Required work: What is the count of lines in the listing below that hold the string "BlockDetector"? Reply with that number alone.
*** Block opens ***
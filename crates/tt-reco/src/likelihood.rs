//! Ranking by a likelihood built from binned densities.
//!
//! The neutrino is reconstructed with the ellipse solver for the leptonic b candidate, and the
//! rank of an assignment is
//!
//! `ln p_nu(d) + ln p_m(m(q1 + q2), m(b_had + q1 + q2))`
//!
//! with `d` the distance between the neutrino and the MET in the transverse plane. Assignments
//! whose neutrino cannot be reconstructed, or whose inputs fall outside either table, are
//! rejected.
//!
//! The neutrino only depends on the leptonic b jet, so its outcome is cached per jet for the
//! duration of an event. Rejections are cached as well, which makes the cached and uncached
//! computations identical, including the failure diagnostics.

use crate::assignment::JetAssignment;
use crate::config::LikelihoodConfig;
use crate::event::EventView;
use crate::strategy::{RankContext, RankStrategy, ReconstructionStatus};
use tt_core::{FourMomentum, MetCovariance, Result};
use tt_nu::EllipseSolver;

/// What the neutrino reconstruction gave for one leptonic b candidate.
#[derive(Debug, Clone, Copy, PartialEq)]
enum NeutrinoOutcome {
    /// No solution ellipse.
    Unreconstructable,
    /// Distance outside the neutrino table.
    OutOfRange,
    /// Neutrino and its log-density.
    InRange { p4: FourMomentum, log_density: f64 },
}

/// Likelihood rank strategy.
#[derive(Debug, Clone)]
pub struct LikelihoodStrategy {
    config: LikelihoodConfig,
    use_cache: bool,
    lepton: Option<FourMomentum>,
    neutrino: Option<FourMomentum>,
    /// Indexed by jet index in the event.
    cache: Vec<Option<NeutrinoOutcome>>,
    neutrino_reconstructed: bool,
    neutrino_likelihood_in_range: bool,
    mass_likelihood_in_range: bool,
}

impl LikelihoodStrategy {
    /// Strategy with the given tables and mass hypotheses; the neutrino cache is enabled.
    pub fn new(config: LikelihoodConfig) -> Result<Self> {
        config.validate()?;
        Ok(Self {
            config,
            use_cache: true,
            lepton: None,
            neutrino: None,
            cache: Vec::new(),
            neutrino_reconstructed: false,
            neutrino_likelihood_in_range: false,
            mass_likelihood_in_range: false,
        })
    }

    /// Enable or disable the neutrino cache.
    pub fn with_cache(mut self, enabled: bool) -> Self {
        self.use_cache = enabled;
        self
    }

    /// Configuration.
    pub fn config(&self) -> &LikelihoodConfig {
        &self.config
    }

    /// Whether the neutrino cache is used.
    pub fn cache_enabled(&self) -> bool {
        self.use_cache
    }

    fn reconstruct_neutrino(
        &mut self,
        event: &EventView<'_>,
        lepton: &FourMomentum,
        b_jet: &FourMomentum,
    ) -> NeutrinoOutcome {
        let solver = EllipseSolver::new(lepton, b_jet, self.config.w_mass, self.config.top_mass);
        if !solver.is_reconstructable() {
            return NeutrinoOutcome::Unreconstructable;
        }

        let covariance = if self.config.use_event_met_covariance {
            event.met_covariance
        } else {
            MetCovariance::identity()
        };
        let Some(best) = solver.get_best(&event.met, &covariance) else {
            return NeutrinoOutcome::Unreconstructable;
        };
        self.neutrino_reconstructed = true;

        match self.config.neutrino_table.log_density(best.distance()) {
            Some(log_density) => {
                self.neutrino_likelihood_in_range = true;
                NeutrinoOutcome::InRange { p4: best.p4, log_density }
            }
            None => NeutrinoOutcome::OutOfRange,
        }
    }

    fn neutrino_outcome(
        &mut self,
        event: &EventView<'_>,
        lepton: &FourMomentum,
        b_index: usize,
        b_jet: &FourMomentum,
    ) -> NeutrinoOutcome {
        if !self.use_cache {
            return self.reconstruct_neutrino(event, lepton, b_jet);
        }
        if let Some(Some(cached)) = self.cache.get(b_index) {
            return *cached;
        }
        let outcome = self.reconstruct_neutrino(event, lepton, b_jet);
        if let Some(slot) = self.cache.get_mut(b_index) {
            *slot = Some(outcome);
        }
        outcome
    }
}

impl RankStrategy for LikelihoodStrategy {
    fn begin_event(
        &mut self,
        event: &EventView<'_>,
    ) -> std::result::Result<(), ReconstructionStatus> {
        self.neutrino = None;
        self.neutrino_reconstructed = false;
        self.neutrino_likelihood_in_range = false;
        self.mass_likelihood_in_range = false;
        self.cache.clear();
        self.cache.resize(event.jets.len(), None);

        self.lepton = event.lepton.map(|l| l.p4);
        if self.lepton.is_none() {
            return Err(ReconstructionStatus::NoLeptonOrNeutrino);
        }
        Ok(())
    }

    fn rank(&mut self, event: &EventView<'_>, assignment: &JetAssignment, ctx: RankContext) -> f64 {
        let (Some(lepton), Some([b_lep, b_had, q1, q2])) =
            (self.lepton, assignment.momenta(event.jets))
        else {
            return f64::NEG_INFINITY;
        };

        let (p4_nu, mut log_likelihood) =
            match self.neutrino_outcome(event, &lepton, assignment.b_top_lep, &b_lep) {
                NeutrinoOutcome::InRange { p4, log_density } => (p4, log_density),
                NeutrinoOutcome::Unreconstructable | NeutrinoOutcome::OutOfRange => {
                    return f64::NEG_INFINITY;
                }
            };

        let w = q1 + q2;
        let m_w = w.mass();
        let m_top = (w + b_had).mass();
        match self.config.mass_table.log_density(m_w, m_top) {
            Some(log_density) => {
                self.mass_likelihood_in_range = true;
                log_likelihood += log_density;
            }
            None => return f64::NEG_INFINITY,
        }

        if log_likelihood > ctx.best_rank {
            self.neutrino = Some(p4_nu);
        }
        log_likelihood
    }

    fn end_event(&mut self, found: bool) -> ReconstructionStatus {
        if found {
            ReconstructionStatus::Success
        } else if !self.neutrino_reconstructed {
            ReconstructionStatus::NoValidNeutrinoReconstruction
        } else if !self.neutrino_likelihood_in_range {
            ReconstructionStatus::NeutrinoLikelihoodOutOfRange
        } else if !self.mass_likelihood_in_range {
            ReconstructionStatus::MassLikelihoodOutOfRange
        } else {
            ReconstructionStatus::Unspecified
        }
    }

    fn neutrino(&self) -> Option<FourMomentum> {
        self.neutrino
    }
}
*** Block closes ***
*** Block opens ***
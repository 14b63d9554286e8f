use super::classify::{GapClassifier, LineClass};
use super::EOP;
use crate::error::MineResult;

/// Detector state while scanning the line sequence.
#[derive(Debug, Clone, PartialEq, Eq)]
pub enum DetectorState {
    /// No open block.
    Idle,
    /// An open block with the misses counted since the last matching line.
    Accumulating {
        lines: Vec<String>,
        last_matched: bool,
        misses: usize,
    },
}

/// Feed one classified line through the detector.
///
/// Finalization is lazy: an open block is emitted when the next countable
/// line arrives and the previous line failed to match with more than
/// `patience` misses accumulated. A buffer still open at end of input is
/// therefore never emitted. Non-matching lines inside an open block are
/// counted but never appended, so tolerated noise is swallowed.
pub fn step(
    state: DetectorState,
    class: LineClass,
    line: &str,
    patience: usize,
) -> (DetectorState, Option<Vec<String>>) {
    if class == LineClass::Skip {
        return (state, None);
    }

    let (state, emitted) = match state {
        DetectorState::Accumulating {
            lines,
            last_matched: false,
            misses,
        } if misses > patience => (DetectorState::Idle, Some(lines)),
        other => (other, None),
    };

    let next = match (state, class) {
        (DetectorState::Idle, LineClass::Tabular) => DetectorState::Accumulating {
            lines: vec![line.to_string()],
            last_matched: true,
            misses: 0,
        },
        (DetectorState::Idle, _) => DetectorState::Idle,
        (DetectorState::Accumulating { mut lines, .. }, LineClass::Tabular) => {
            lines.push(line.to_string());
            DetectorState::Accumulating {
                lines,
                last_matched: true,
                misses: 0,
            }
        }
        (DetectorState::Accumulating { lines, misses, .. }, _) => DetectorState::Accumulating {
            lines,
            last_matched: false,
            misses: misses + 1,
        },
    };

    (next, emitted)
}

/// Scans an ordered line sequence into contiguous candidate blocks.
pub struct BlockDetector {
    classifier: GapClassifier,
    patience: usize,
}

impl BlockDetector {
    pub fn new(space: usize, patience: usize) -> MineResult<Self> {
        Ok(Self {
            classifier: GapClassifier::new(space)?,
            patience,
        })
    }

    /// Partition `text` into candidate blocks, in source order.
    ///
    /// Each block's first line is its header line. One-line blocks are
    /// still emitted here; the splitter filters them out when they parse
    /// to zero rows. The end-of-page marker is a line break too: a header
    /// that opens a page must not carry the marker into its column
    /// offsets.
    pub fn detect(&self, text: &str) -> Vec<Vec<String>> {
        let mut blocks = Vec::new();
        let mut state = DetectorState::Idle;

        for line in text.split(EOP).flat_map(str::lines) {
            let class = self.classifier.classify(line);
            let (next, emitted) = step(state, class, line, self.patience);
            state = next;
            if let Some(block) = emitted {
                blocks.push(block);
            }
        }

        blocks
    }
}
*** Block closes ***
*** Block opens ***
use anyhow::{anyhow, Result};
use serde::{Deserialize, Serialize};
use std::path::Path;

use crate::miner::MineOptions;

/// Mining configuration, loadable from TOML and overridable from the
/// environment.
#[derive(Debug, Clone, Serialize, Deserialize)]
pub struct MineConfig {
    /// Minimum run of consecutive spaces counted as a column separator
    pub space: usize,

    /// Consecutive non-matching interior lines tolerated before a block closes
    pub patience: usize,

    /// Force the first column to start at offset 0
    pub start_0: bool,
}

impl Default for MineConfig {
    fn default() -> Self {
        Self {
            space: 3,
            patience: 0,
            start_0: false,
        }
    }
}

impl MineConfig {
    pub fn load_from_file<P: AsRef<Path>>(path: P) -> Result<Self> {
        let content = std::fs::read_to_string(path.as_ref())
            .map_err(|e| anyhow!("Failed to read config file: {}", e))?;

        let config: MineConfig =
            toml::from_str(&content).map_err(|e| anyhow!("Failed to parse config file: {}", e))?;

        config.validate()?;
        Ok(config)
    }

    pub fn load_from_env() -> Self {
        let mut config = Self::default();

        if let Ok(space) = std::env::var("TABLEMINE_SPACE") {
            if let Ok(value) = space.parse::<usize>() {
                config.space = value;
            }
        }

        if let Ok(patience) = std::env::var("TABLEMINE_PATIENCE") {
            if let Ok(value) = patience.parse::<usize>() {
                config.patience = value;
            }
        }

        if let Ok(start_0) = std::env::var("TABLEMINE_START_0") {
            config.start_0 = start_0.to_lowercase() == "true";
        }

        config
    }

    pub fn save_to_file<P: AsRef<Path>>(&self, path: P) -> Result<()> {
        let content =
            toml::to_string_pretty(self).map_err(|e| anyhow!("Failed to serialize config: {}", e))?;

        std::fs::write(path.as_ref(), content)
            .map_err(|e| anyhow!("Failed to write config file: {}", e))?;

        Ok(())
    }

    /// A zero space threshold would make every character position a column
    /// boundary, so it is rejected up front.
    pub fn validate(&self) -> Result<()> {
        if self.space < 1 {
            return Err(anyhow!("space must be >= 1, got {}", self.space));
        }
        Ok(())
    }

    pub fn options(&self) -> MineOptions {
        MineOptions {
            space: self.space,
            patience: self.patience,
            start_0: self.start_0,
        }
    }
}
*** Block closes ***
Response for this exercise: 2